Social care, long term care, aged care and social services provide for millions of people with mental health needs, who are disabled, who are vulnerable or who have long-term needs. Social care enables and empowers, it builds capabilities and sustains community. But it also systematises neglect and shields accountability, at times allowing society look away from those most in need. As covid-19 lingers, policy planners in many countries have promised to reconfigure social care arrangements. Debating who will benefit from changes made and who gets to decide is an issue that is urgent and ongoing.

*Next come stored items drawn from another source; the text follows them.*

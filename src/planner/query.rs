use lazy_static::lazy_static;
use regex::Regex;

use super::keywords::regional_keywords;
use super::sources::{choose, RandomSource};
use crate::plans::dto::MealSlot;
use crate::profiles::dto::{Country, Region, UserProfile};
use crate::recipes::dto::SearchFilters;

/// Everything needed to search for one slot, primary query and fallbacks.
#[derive(Debug, Clone, PartialEq, Eq)]
pub struct SlotQuery {
    pub slot: MealSlot,
    /// Randomly chosen regional keyword prepended to the base query.
    pub primary: String,
    /// First entry of the keyword list, used alone by the first fallback.
    pub first_keyword: Option<&'static str>,
    pub filters: SearchFilters,
}

/// Space-joined country, region, slot and diet terms.
pub fn base_query(profile: &UserProfile, slot: MealSlot) -> String {
    let mut parts: Vec<&str> = Vec::with_capacity(4);
    if let Some(country) = profile.country {
        parts.push(country.as_str());
    }
    if let Some(region) = profile.region.filter(|r| *r != Region::NoPreference) {
        parts.push(region.as_str());
    }
    parts.push(slot.as_str());
    if profile.diet.is_vegetarian() {
        parts.push("vegetarian");
    }
    parts.join(" ")
}

pub fn cuisine_for(country: Option<Country>) -> Option<&'static str> {
    match country? {
        Country::India => Some("Indian"),
        Country::Usa | Country::Canada => Some("American"),
        Country::Uk => Some("British"),
        Country::Australia => Some("Australian"),
        Country::Germany => Some("German"),
        Country::France => Some("French"),
        Country::Japan => Some("Japanese"),
        Country::China => Some("Chinese"),
        Country::Brazil => Some("Brazilian"),
        Country::Mexico => Some("Mexican"),
        Country::Other => None,
    }
}

/// The index only knows a combined lunch/dinner meal type.
pub fn index_meal_type(slot: MealSlot) -> &'static str {
    match slot {
        MealSlot::Breakfast => "Breakfast",
        MealSlot::Lunch | MealSlot::Dinner => "Lunch/Dinner",
        MealSlot::Snack => "Snack",
    }
}

pub fn filters_for(profile: &UserProfile, slot: MealSlot) -> SearchFilters {
    SearchFilters {
        cuisine: cuisine_for(profile.country),
        vegetarian: profile.diet.is_vegetarian(),
        meal_type: index_meal_type(slot),
    }
}

pub fn build_slot_query(
    profile: &UserProfile,
    slot: MealSlot,
    random: &dyn RandomSource,
) -> SlotQuery {
    let keywords = regional_keywords(
        profile.country,
        profile.region,
        profile.diet.is_vegetarian(),
        slot,
    );
    let base = base_query(profile, slot);
    let primary = match choose(random, keywords) {
        Some(kw) => format!("{kw} {base}"),
        None => base,
    };
    SlotQuery {
        slot,
        primary,
        first_keyword: keywords.first().copied(),
        filters: filters_for(profile, slot),
    }
}

lazy_static! {
    static ref WHITESPACE: Regex = Regex::new(r"\s+").unwrap();
    static ref DISALLOWED: Regex = Regex::new(r"[^a-z0-9_.\-]").unwrap();
    static ref EDGES: Regex = Regex::new(r"^[_.\-]+|[_.\-]+$").unwrap();
}

fn slug(value: &str) -> Option<String> {
    let lowered = value.trim().to_lowercase();
    let underscored = WHITESPACE.replace_all(&lowered, "_");
    let cleaned = DISALLOWED.replace_all(&underscored, "");
    let trimmed = EDGES.replace_all(&cleaned, "");
    let slug: String = trimmed.chars().take(64).collect();
    (!slug.is_empty()).then_some(slug)
}

/// `Edamam-Account-User` header value: a slug of email, then name.
pub fn account_user(profile: &UserProfile) -> String {
    [profile.email.as_deref(), profile.name.as_deref()]
        .into_iter()
        .flatten()
        .find_map(slug)
        .unwrap_or_else(|| "demo_user".to_string())
}

#[cfg(test)]
mod query_tests {
    use super::*;
    use crate::planner::test_utils::FixedRandom;
    use crate::profiles::dto::DietaryStyle;

    fn indian_south_veg() -> UserProfile {
        UserProfile {
            country: Some(Country::India),
            region: Some(Region::South),
            diet: DietaryStyle::Vegetarian,
            ..Default::default()
        }
    }

    #[test]
    fn base_query_order() {
        assert_eq!(
            base_query(&indian_south_veg(), MealSlot::Breakfast),
            "india south breakfast vegetarian"
        );

        let p = UserProfile {
            country: Some(Country::Usa),
            region: Some(Region::NoPreference),
            diet: DietaryStyle::NonVegetarian,
            ..Default::default()
        };
        assert_eq!(base_query(&p, MealSlot::Dinner), "usa dinner");
    }

    #[test]
    fn bare_profile_still_yields_a_query() {
        let p = UserProfile {
            diet: DietaryStyle::NonVegetarian,
            ..Default::default()
        };
        assert_eq!(base_query(&p, MealSlot::Snack), "snack");
    }

    #[test]
    fn primary_query_is_prefixed_with_picked_keyword() {
        let q = build_slot_query(&indian_south_veg(), MealSlot::Breakfast, &FixedRandom(1));
        assert_eq!(q.primary, "dosa india south breakfast vegetarian");
        assert_eq!(q.first_keyword, Some("idli"));
        assert_eq!(
            q.filters,
            SearchFilters {
                cuisine: Some("Indian"),
                vegetarian: true,
                meal_type: "Breakfast",
            }
        );
    }

    #[test]
    fn lunch_and_dinner_share_index_meal_type() {
        assert_eq!(index_meal_type(MealSlot::Lunch), "Lunch/Dinner");
        assert_eq!(index_meal_type(MealSlot::Dinner), "Lunch/Dinner");
        assert_eq!(index_meal_type(MealSlot::Snack), "Snack");
    }

    #[test]
    fn cuisine_lookup() {
        assert_eq!(cuisine_for(Some(Country::Canada)), Some("American"));
        assert_eq!(cuisine_for(Some(Country::Other)), None);
        assert_eq!(cuisine_for(None), None);
    }

    #[test]
    fn account_user_slugs() {
        let mut p = UserProfile {
            email: Some("  Jane.Doe+meals@Example.com ".into()),
            name: Some("Jane Doe".into()),
            ..Default::default()
        };
        assert_eq!(account_user(&p), "jane.doemealsexample.com");

        p.email = Some("@@@".into());
        assert_eq!(account_user(&p), "jane_doe");

        p.name = None;
        assert_eq!(account_user(&p), "demo_user");

        p.name = Some("x".repeat(100));
        assert_eq!(account_user(&p).len(), 64);
    }
}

While STS scholars have made notable contributions on ethics, infrastructures and matters of care, explicit attention to social care is more diffuse. Compared with clinical services and healthcare systems for instance, social care's knowledges, practices and research infrastructures are granted lower status, fewer resources and less sustained intellectual scrutiny.
Papers in this panel address this situation through a diversity of approaches and global situations.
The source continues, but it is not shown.